Duas bandas locais de rock escaladas em polos descentralizados do carnaval do Recife alegam terem sido impedidas por policiais militares de tocar músicas de Chico Science e Nação Zumbi. Uma canção, em particular, teria provocado intimidação por parte de PMs: Banditismo por uma questão de classe, do disco Afrociberdelia (1996), na qual um dos trechos diz “Em cada morro uma história diferente / que a polícia mata gente inocente”. A denúncia partiu do grupo Janete Saiu Para Beber.

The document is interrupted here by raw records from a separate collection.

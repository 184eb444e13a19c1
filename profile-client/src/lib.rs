pub mod api;
pub mod extract;

#[cfg(test)]
mod tests;

use api::{BrowserlessClient, ContentRequest};
use async_trait::async_trait;
use postwatch_core::{
    AppConfig, FetchError, FetchStage, FetcherFactory, Handle, ProfileFetcher, ProfileSnapshot,
};
use std::time::Duration;
use tracing::{debug, info};

#[derive(Debug, Clone)]
pub struct FetchSettings {
    pub profile_base_url: String,
    pub page_load_timeout: Duration,
    pub element_timeout: Duration,
}

impl FetchSettings {
    pub fn from_config(config: &AppConfig) -> Self {
        Self {
            profile_base_url: config.profile_base_url.trim_end_matches('/').to_string(),
            page_load_timeout: config.page_load_timeout,
            element_timeout: config.element_timeout,
        }
    }
}

/// Creates one [`ProfileSession`] per dispatched task.
#[derive(Debug, Clone)]
pub struct ProfileClient {
    browser: BrowserlessClient,
    settings: FetchSettings,
}

impl ProfileClient {
    pub fn new(browser: BrowserlessClient, settings: FetchSettings) -> Self {
        Self { browser, settings }
    }

    pub fn from_config(config: &AppConfig) -> Result<Self, FetchError> {
        let browser =
            BrowserlessClient::new(&config.browserless_url, config.browserless_token.clone())?;
        info!(
            browserless = %config.browserless_url,
            profiles = %config.profile_base_url,
            "Profile client configured"
        );
        Ok(Self::new(browser, FetchSettings::from_config(config)))
    }

    pub fn session(&self) -> ProfileSession {
        ProfileSession {
            browser: self.browser.clone(),
            settings: self.settings.clone(),
        }
    }
}

impl FetcherFactory for ProfileClient {
    fn fetcher(&self) -> Box<dyn ProfileFetcher> {
        Box::new(self.session())
    }
}

/// A single task's view of the rendering service.
#[derive(Debug)]
pub struct ProfileSession {
    browser: BrowserlessClient,
    settings: FetchSettings,
}

impl ProfileSession {
    fn request(&self, url: &str, selector: &str) -> ContentRequest {
        ContentRequest::new(
            url,
            selector,
            self.settings.page_load_timeout,
            self.settings.element_timeout,
        )
    }
}

#[async_trait]
impl ProfileFetcher for ProfileSession {
    async fn fetch(&self, handle: &Handle) -> Result<ProfileSnapshot, FetchError> {
        let profile_url = handle.profile_url(&self.settings.profile_base_url);

        let timeline_html = self
            .browser
            .content(
                handle.as_str(),
                FetchStage::Posts,
                &self.request(&profile_url, extract::POST_SELECTOR),
            )
            .await?;
        let posts =
            extract::extract_posts(&timeline_html, &self.settings.profile_base_url, &profile_url)?;

        // Second navigation to the same profile for the header counts
        let header_html = self
            .browser
            .content(
                handle.as_str(),
                FetchStage::Followers,
                &self.request(&profile_url, extract::FOLLOWERS_SELECTOR),
            )
            .await?;
        let follower_count = extract::extract_follower_count(&header_html)?;

        debug!(
            handle = %handle,
            posts = posts.len(),
            followers = %follower_count,
            "Fetched profile"
        );
        Ok(ProfileSnapshot {
            posts,
            follower_count,
        })
    }
}
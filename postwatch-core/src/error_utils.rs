use crate::error::*;
use std::time::Duration;
use tracing::{error, info, warn};

pub trait ErrorExt {
    fn log_error(&self) -> &Self;
    fn log_warn(&self) -> &Self;
    fn is_retryable(&self) -> bool;
    fn retry_after(&self) -> Option<Duration>;
    fn user_friendly_message(&self) -> String;
    fn error_code(&self) -> String;
}

impl ErrorExt for CoreError {
    fn log_error(&self) -> &Self {
        match self {
            CoreError::Fetch(e) => {
                e.log_error();
            }
            CoreError::Store(e) => {
                e.log_error();
            }
            CoreError::Notify(e) => {
                e.log_error();
            }
            CoreError::Config(e) => {
                e.log_error();
            }
            other => error!(code = %other.error_code(), "{}", other),
        }
        self
    }

    fn log_warn(&self) -> &Self {
        warn!(code = %self.error_code(), "{}", self);
        self
    }

    fn is_retryable(&self) -> bool {
        match self {
            CoreError::Fetch(e) => e.is_retryable(),
            CoreError::Store(e) => e.is_retryable(),
            CoreError::Notify(e) => e.is_retryable(),
            CoreError::Config(_) | CoreError::Io(_) => false,
        }
    }

    fn retry_after(&self) -> Option<Duration> {
        match self {
            CoreError::Fetch(e) => e.retry_after(),
            CoreError::Store(e) => e.retry_after(),
            CoreError::Notify(e) => e.retry_after(),
            CoreError::Config(_) | CoreError::Io(_) => None,
        }
    }

    fn user_friendly_message(&self) -> String {
        match self {
            CoreError::Fetch(e) => e.user_friendly_message(),
            CoreError::Store(e) => e.user_friendly_message(),
            CoreError::Notify(e) => e.user_friendly_message(),
            CoreError::Config(e) => e.user_friendly_message(),
            CoreError::Io(e) => format!("File access failed: {e}"),
        }
    }

    fn error_code(&self) -> String {
        let code = match self {
            CoreError::Fetch(_) => "FETCH",
            CoreError::Store(_) => "STORE",
            CoreError::Notify(_) => "NOTIFY",
            CoreError::Config(_) => "CONFIG",
            CoreError::Io(_) => "IO",
        };
        code.to_string()
    }
}

impl ErrorExt for FetchError {
    fn log_error(&self) -> &Self {
        error!("FetchError: {}", self);
        self
    }

    fn log_warn(&self) -> &Self {
        warn!("FetchError (warning): {}", self);
        self
    }

    fn is_retryable(&self) -> bool {
        match self {
            FetchError::Timeout { .. } | FetchError::Network(_) => true,
            FetchError::Api { status, .. } => *status == 429 || *status >= 500,
            _ => false,
        }
    }

    fn retry_after(&self) -> Option<Duration> {
        // Fetches are only retried by the next cycle.
        None
    }

    fn user_friendly_message(&self) -> String {
        match self {
            FetchError::Timeout { handle, stage, .. } => {
                format!("Profile @{handle} did not render its {stage} in time; skipping this cycle.")
            }
            FetchError::Navigation { url, .. } => format!("Could not open {url}."),
            FetchError::Api { status, .. } => {
                format!("The page rendering service answered with status {status}.")
            }
            FetchError::Network(_) => {
                "Could not reach the page rendering service.".to_string()
            }
            FetchError::Extraction { what, .. } => format!("Could not read {what} from the page."),
        }
    }

    fn error_code(&self) -> String {
        match self {
            FetchError::Timeout { .. } => "FETCH_TIMEOUT".to_string(),
            FetchError::Navigation { .. } => "FETCH_NAVIGATION".to_string(),
            FetchError::Api { .. } => "FETCH_API".to_string(),
            FetchError::Network(_) => "FETCH_NETWORK".to_string(),
            FetchError::Extraction { .. } => "FETCH_EXTRACTION".to_string(),
        }
    }
}

impl ErrorExt for StoreError {
    fn log_error(&self) -> &Self {
        error!("StoreError: {}", self);
        self
    }

    fn log_warn(&self) -> &Self {
        warn!("StoreError (warning): {}", self);
        self
    }

    fn is_retryable(&self) -> bool {
        matches!(
            self,
            StoreError::DatabaseLocked | StoreError::ConnectionFailed { .. }
        )
    }

    fn retry_after(&self) -> Option<Duration> {
        match self {
            StoreError::DatabaseLocked => Some(Duration::from_millis(100)),
            _ => None,
        }
    }

    fn user_friendly_message(&self) -> String {
        match self {
            StoreError::AlreadyExists { .. } => "This post was already alerted.".to_string(),
            StoreError::ConnectionFailed { .. } => {
                "Could not open the alert database. Please check the path.".to_string()
            }
            StoreError::DatabaseLocked => {
                "Alert database is temporarily busy. Please try again.".to_string()
            }
            StoreError::CorruptDatabase => {
                "Alert database appears to be corrupted.".to_string()
            }
            _ => "Alert database error occurred.".to_string(),
        }
    }

    fn error_code(&self) -> String {
        match self {
            StoreError::AlreadyExists { .. } => "STORE_ALREADY_EXISTS".to_string(),
            StoreError::ConnectionFailed { .. } => "STORE_CONNECTION_FAILED".to_string(),
            StoreError::MigrationFailed { .. } => "STORE_MIGRATION_FAILED".to_string(),
            StoreError::DatabaseLocked => "STORE_LOCKED".to_string(),
            StoreError::CorruptDatabase => "STORE_CORRUPT".to_string(),
            StoreError::Sql(_) => "STORE_SQL_ERROR".to_string(),
        }
    }
}

impl ErrorExt for NotifyError {
    fn log_error(&self) -> &Self {
        error!("NotifyError: {}", self);
        self
    }

    fn log_warn(&self) -> &Self {
        warn!("NotifyError (warning): {}", self);
        self
    }

    fn is_retryable(&self) -> bool {
        // ConfigMissing needs operator action, everything else gets another
        // chance on the next cycle.
        !matches!(self, NotifyError::ConfigMissing { .. })
    }

    fn retry_after(&self) -> Option<Duration> {
        None
    }

    fn user_friendly_message(&self) -> String {
        match self {
            NotifyError::ConfigMissing { missing } => {
                format!("Notifications are disabled: {missing} is not set.")
            }
            NotifyError::Transport { status, .. } => {
                format!("The messaging API refused the alert (status {status}).")
            }
            NotifyError::Network(_) => "Could not reach the messaging API.".to_string(),
        }
    }

    fn error_code(&self) -> String {
        match self {
            NotifyError::ConfigMissing { .. } => "NOTIFY_CONFIG_MISSING".to_string(),
            NotifyError::Transport { .. } => "NOTIFY_TRANSPORT".to_string(),
            NotifyError::Network(_) => "NOTIFY_NETWORK".to_string(),
        }
    }
}

impl ErrorExt for ConfigError {
    fn log_error(&self) -> &Self {
        error!(code = %self.error_code(), "Startup configuration rejected: {}", self);
        self
    }

    fn log_warn(&self) -> &Self {
        warn!(code = %self.error_code(), "Questionable configuration: {}", self);
        self
    }

    fn is_retryable(&self) -> bool {
        // The process reads its configuration once, so nothing here heals itself
        false
    }

    fn retry_after(&self) -> Option<Duration> {
        None
    }

    fn user_friendly_message(&self) -> String {
        match self {
            ConfigError::FileNotFound { path } => {
                format!("POSTWATCH_CONFIG points at '{path}', which does not exist.")
            }
            ConfigError::InvalidFormat { details } => {
                format!("Could not read the config file: {details}")
            }
            ConfigError::InvalidValue { field, value } => {
                format!("{field} has an unusable value '{value}'.")
            }
            ConfigError::ValidationFailed { reason } => format!("Refusing to start: {reason}."),
            ConfigError::NoHandles { path, reason } => {
                format!("No handles to monitor ({reason}). Add one handle per line to '{path}'.")
            }
            ConfigError::Parse(e) => format!("postwatch.toml is not valid TOML: {e}"),
        }
    }

    fn error_code(&self) -> String {
        let code = match self {
            ConfigError::FileNotFound { .. } => "CONFIG_MISSING_FILE",
            ConfigError::InvalidFormat { .. } => "CONFIG_UNREADABLE",
            ConfigError::InvalidValue { .. } => "CONFIG_BAD_VALUE",
            ConfigError::ValidationFailed { .. } => "CONFIG_REJECTED",
            ConfigError::NoHandles { .. } => "CONFIG_NO_HANDLES",
            ConfigError::Parse(_) => "CONFIG_TOML",
        };
        code.to_string()
    }
}

/// Logs contained errors from a worker. Nothing reported here stops the
/// service.
#[derive(Debug, Default, Clone, Copy)]
pub struct ErrorReporter;

impl ErrorReporter {
    pub fn new() -> Self {
        Self
    }

    pub fn report_error(&self, error: &CoreError) {
        error.log_error();
        info!(
            code = %error.error_code(),
            hint = %error.user_friendly_message(),
            "Contained error, continuing with the next item"
        );
    }

    pub fn report_warning(&self, error: &CoreError) {
        error.log_warn();
        if error.is_retryable() {
            info!(code = %error.error_code(), "Will retry on the next cycle");
        }
    }
}
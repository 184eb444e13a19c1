use crate::{ConfigError, CoreError};
use serde::Deserialize;
use std::path::{Path, PathBuf};
use std::time::Duration;

pub const DEFAULT_KEYWORDS: &[&str] = &["crypto", "coin", "token", "safemoon", "$", "moonshot"];
pub const DEFAULT_CONFIG_FILE: &str = "postwatch.toml";

/// Upper bound for each of the two render timeouts.
pub const MAX_RENDER_TIMEOUT: Duration = Duration::from_secs(3600);

/// Immutable runtime configuration, built once at startup.
#[derive(Debug, Clone)]
pub struct AppConfig {
    pub telegram_bot_token: Option<String>,
    pub telegram_chat_id: Option<String>,
    pub telegram_api_base: String,
    pub check_interval: Duration,
    pub users_file: PathBuf,
    pub num_workers: usize,
    pub db_filename: PathBuf,
    pub post_max_age: chrono::Duration,
    pub keywords: Vec<String>,
    pub dedupe_handles: bool,
    pub browserless_url: String,
    pub browserless_token: Option<String>,
    pub profile_base_url: String,
    pub page_load_timeout: Duration,
    pub element_timeout: Duration,
}

impl Default for AppConfig {
    fn default() -> Self {
        Self {
            telegram_bot_token: None,
            telegram_chat_id: None,
            telegram_api_base: "https://api.telegram.org".to_string(),
            check_interval: Duration::ZERO,
            users_file: PathBuf::from("users.txt"),
            num_workers: 5,
            db_filename: PathBuf::from("alerted_posts.db"),
            post_max_age: chrono::Duration::days(7),
            keywords: DEFAULT_KEYWORDS.iter().map(|k| k.to_string()).collect(),
            dedupe_handles: false,
            browserless_url: "http://localhost:3000".to_string(),
            browserless_token: None,
            profile_base_url: "https://x.com".to_string(),
            page_load_timeout: Duration::from_secs(60),
            element_timeout: Duration::from_secs(50),
        }
    }
}

/// Optional on-disk overrides. Every field may be omitted.
#[derive(Debug, Default, Deserialize)]
#[serde(deny_unknown_fields)]
struct FileConfig {
    telegram_chat_id: Option<String>,
    telegram_api_base: Option<String>,
    check_interval_seconds: Option<u64>,
    users_file: Option<PathBuf>,
    num_threads: Option<usize>,
    db_filename: Option<PathBuf>,
    post_max_age_days: Option<i64>,
    keywords: Option<Vec<String>>,
    dedupe_handles: Option<bool>,
    browserless_url: Option<String>,
    profile_base_url: Option<String>,
    page_load_timeout_seconds: Option<u64>,
    element_timeout_seconds: Option<u64>,
}

impl AppConfig {
    /// Defaults, then the optional TOML file named by `POSTWATCH_CONFIG`,
    /// then the process environment.
    pub fn from_env() -> Result<Self, CoreError> {
        Self::from_lookup(|key| std::env::var(key).ok())
    }

    pub fn from_lookup<F>(lookup: F) -> Result<Self, CoreError>
    where
        F: Fn(&str) -> Option<String>,
    {
        let mut config = Self::default();

        let (config_path, explicit) = match lookup("POSTWATCH_CONFIG") {
            Some(path) => (PathBuf::from(path), true),
            None => (PathBuf::from(DEFAULT_CONFIG_FILE), false),
        };
        if let Some(file) = FileConfig::read(&config_path, explicit)? {
            config.apply_file(file)?;
        }

        config.apply_env(&lookup)?;
        config.validate()?;
        Ok(config)
    }

    fn apply_file(&mut self, file: FileConfig) -> Result<(), ConfigError> {
        if let Some(v) = file.telegram_chat_id {
            self.telegram_chat_id = Some(v);
        }
        if let Some(v) = file.telegram_api_base {
            self.telegram_api_base = v;
        }
        if let Some(v) = file.check_interval_seconds {
            self.check_interval = Duration::from_secs(v);
        }
        if let Some(v) = file.users_file {
            self.users_file = v;
        }
        if let Some(v) = file.num_threads {
            self.num_workers = v;
        }
        if let Some(v) = file.db_filename {
            self.db_filename = v;
        }
        if let Some(v) = file.post_max_age_days {
            self.post_max_age = days("post_max_age_days", v)?;
        }
        if let Some(v) = file.keywords {
            self.keywords = v;
        }
        if let Some(v) = file.dedupe_handles {
            self.dedupe_handles = v;
        }
        if let Some(v) = file.browserless_url {
            self.browserless_url = v;
        }
        if let Some(v) = file.profile_base_url {
            self.profile_base_url = v;
        }
        if let Some(v) = file.page_load_timeout_seconds {
            self.page_load_timeout = Duration::from_secs(v);
        }
        if let Some(v) = file.element_timeout_seconds {
            self.element_timeout = Duration::from_secs(v);
        }
        Ok(())
    }

    fn apply_env<F>(&mut self, lookup: &F) -> Result<(), ConfigError>
    where
        F: Fn(&str) -> Option<String>,
    {
        let get = |key: &str| lookup(key).filter(|v| !v.trim().is_empty());

        if let Some(v) = get("TELEGRAM_BOT_TOKEN") {
            self.telegram_bot_token = Some(v);
        }
        if let Some(v) = get("TELEGRAM_CHAT_ID") {
            self.telegram_chat_id = Some(v);
        }
        if let Some(v) = get("TELEGRAM_API_BASE") {
            self.telegram_api_base = v;
        }
        if let Some(v) = get("CHECK_INTERVAL_SECONDS") {
            self.check_interval = Duration::from_secs(parse_number("CHECK_INTERVAL_SECONDS", &v)?);
        }
        if let Some(v) = get("USERS_FILE") {
            self.users_file = PathBuf::from(v);
        }
        if let Some(v) = get("NUM_THREADS") {
            self.num_workers = parse_number("NUM_THREADS", &v)?;
        }
        if let Some(v) = get("DB_FILENAME") {
            self.db_filename = PathBuf::from(v);
        }
        if let Some(v) = get("POST_MAX_AGE_DAYS") {
            self.post_max_age = days("POST_MAX_AGE_DAYS", parse_number("POST_MAX_AGE_DAYS", &v)?)?;
        }
        if let Some(v) = get("KEYWORDS") {
            self.keywords = v
                .split(',')
                .map(str::trim)
                .filter(|k| !k.is_empty())
                .map(str::to_string)
                .collect();
        }
        if let Some(v) = get("DEDUPE_HANDLES") {
            self.dedupe_handles = parse_bool("DEDUPE_HANDLES", &v)?;
        }
        if let Some(v) = get("BROWSERLESS_URL") {
            self.browserless_url = v;
        }
        if let Some(v) = get("BROWSERLESS_TOKEN") {
            self.browserless_token = Some(v);
        }
        if let Some(v) = get("PROFILE_BASE_URL") {
            self.profile_base_url = v;
        }
        if let Some(v) = get("PAGE_LOAD_TIMEOUT_SECONDS") {
            self.page_load_timeout =
                Duration::from_secs(parse_number("PAGE_LOAD_TIMEOUT_SECONDS", &v)?);
        }
        if let Some(v) = get("ELEMENT_TIMEOUT_SECONDS") {
            self.element_timeout =
                Duration::from_secs(parse_number("ELEMENT_TIMEOUT_SECONDS", &v)?);
        }
        Ok(())
    }

    fn validate(&self) -> Result<(), ConfigError> {
        if self.num_workers == 0 {
            return Err(ConfigError::ValidationFailed {
                reason: "NUM_THREADS must be at least 1".to_string(),
            });
        }
        if self.keywords.iter().all(|k| k.trim().is_empty()) {
            return Err(ConfigError::ValidationFailed {
                reason: "keyword list is empty".to_string(),
            });
        }
        for (field, timeout) in [
            ("PAGE_LOAD_TIMEOUT_SECONDS", self.page_load_timeout),
            ("ELEMENT_TIMEOUT_SECONDS", self.element_timeout),
        ] {
            if timeout > MAX_RENDER_TIMEOUT {
                return Err(ConfigError::InvalidValue {
                    field: field.to_string(),
                    value: timeout.as_secs().to_string(),
                });
            }
        }
        Ok(())
    }
}

impl FileConfig {
    fn read(path: &Path, explicit: bool) -> Result<Option<Self>, ConfigError> {
        let contents = match std::fs::read_to_string(path) {
            Ok(contents) => contents,
            Err(e) if e.kind() == std::io::ErrorKind::NotFound && !explicit => return Ok(None),
            Err(e) if e.kind() == std::io::ErrorKind::NotFound => {
                return Err(ConfigError::FileNotFound {
                    path: path.display().to_string(),
                })
            }
            Err(e) => {
                return Err(ConfigError::InvalidFormat {
                    details: format!("{}: {e}", path.display()),
                })
            }
        };
        Ok(Some(toml::from_str(&contents)?))
    }
}

fn parse_number<T: std::str::FromStr>(field: &str, value: &str) -> Result<T, ConfigError> {
    value
        .trim()
        .parse()
        .map_err(|_| ConfigError::InvalidValue {
            field: field.to_string(),
            value: value.to_string(),
        })
}

fn parse_bool(field: &str, value: &str) -> Result<bool, ConfigError> {
    match value.trim().to_ascii_lowercase().as_str() {
        "1" | "true" | "yes" | "on" => Ok(true),
        "0" | "false" | "no" | "off" => Ok(false),
        _ => Err(ConfigError::InvalidValue {
            field: field.to_string(),
            value: value.to_string(),
        }),
    }
}

fn days(field: &str, value: i64) -> Result<chrono::Duration, ConfigError> {
    let invalid = || ConfigError::InvalidValue {
        field: field.to_string(),
        value: value.to_string(),
    };
    if value < 0 {
        return Err(invalid());
    }
    chrono::Duration::try_days(value).ok_or_else(invalid)
}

A banda tocava na Rua do Apolo, no Bairro do Recife, na noite de segunda-feira, quando houve o atrito. “No início da apresentação, um grupo de policiais militares que estava circulando pela Rua do Apolo parou e ficou observando o show. Algumas das canções entoadas, como Sangue de bairro, Monólogo ao pé do ouvido e Banditismo por uma questão de classe, irritaram alguns dos policiais presentes, que foram questionar a produção do evento sobre o teor dessas músicas”, diz a nota emitida ontem pelo grupo. “Por conta disso, os policiais que estavam dialogando com os produtores ameaçaram prender o vocalista por desacato a autoridade e injúria e pediram o encerramento imediato da apresentação. Enquanto os policiais que permaneceram na frente da casa formaram uma barreira entre o palco e o público, intimidando todos os presentes”, relatou. Ao final do texto, a banda ainda relatou que o grupo Devotos e o cantor China passaram por situações parecidas - o primeiro no Polo Várzea, na terça-feira, o segundo na Lagoa do Araçá, também na terça.

Em entrevista ao Viver, o vocalista do Devotos, Cannibal, afirmou que a banda sofreu ameaças por tocarem duas canções, sendo uma delas a de Chico Science. “Estávamos cantando Banditismo e depois De andada, do nosso último disco. Aí o nosso roadie veio no meu ouvido e disse que a produção mandou avisar que se cantasse mais uma ‘falando mal da polícia’, o show acabava”, comentou.

O cantor diz que a atmosfera política tem intensificado esse tipo de ação. “Sempre sofremos muito, desde o começo da banda, quando a gente subia o Alto Zé do Pinho e na descida levava baculejo. Hoje em dia, é mais orquestrada por conta do governo que temos no país. É um retrocesso que está vindo aos poucos pela cultura.”

O cantor China se pronunciou através das redes sociais. “Final apoteótico com a polícia tentando encerrar o meu show na Lagoa do Araçá. Não sabia que era a polícia que cuidava do crono dos shows do carnaval”, criticou. Ao Viver, ele explicou que os shows estavam atrasados, então a PM pressionou para a produção encurtar a apresentação. “A forma como tudo aconteceu foi desrespeitosa com meu trabalho, minha equipe e o público que foi lá assistir”, disse. “São mais de 20 anos de carreira e nunca passei por uma situação dessas.”

Em nota, a PM afirmou que a invasão do palco durante os shows se deu por motivos de horário e negou qualquer tipo de proibição à alguma música.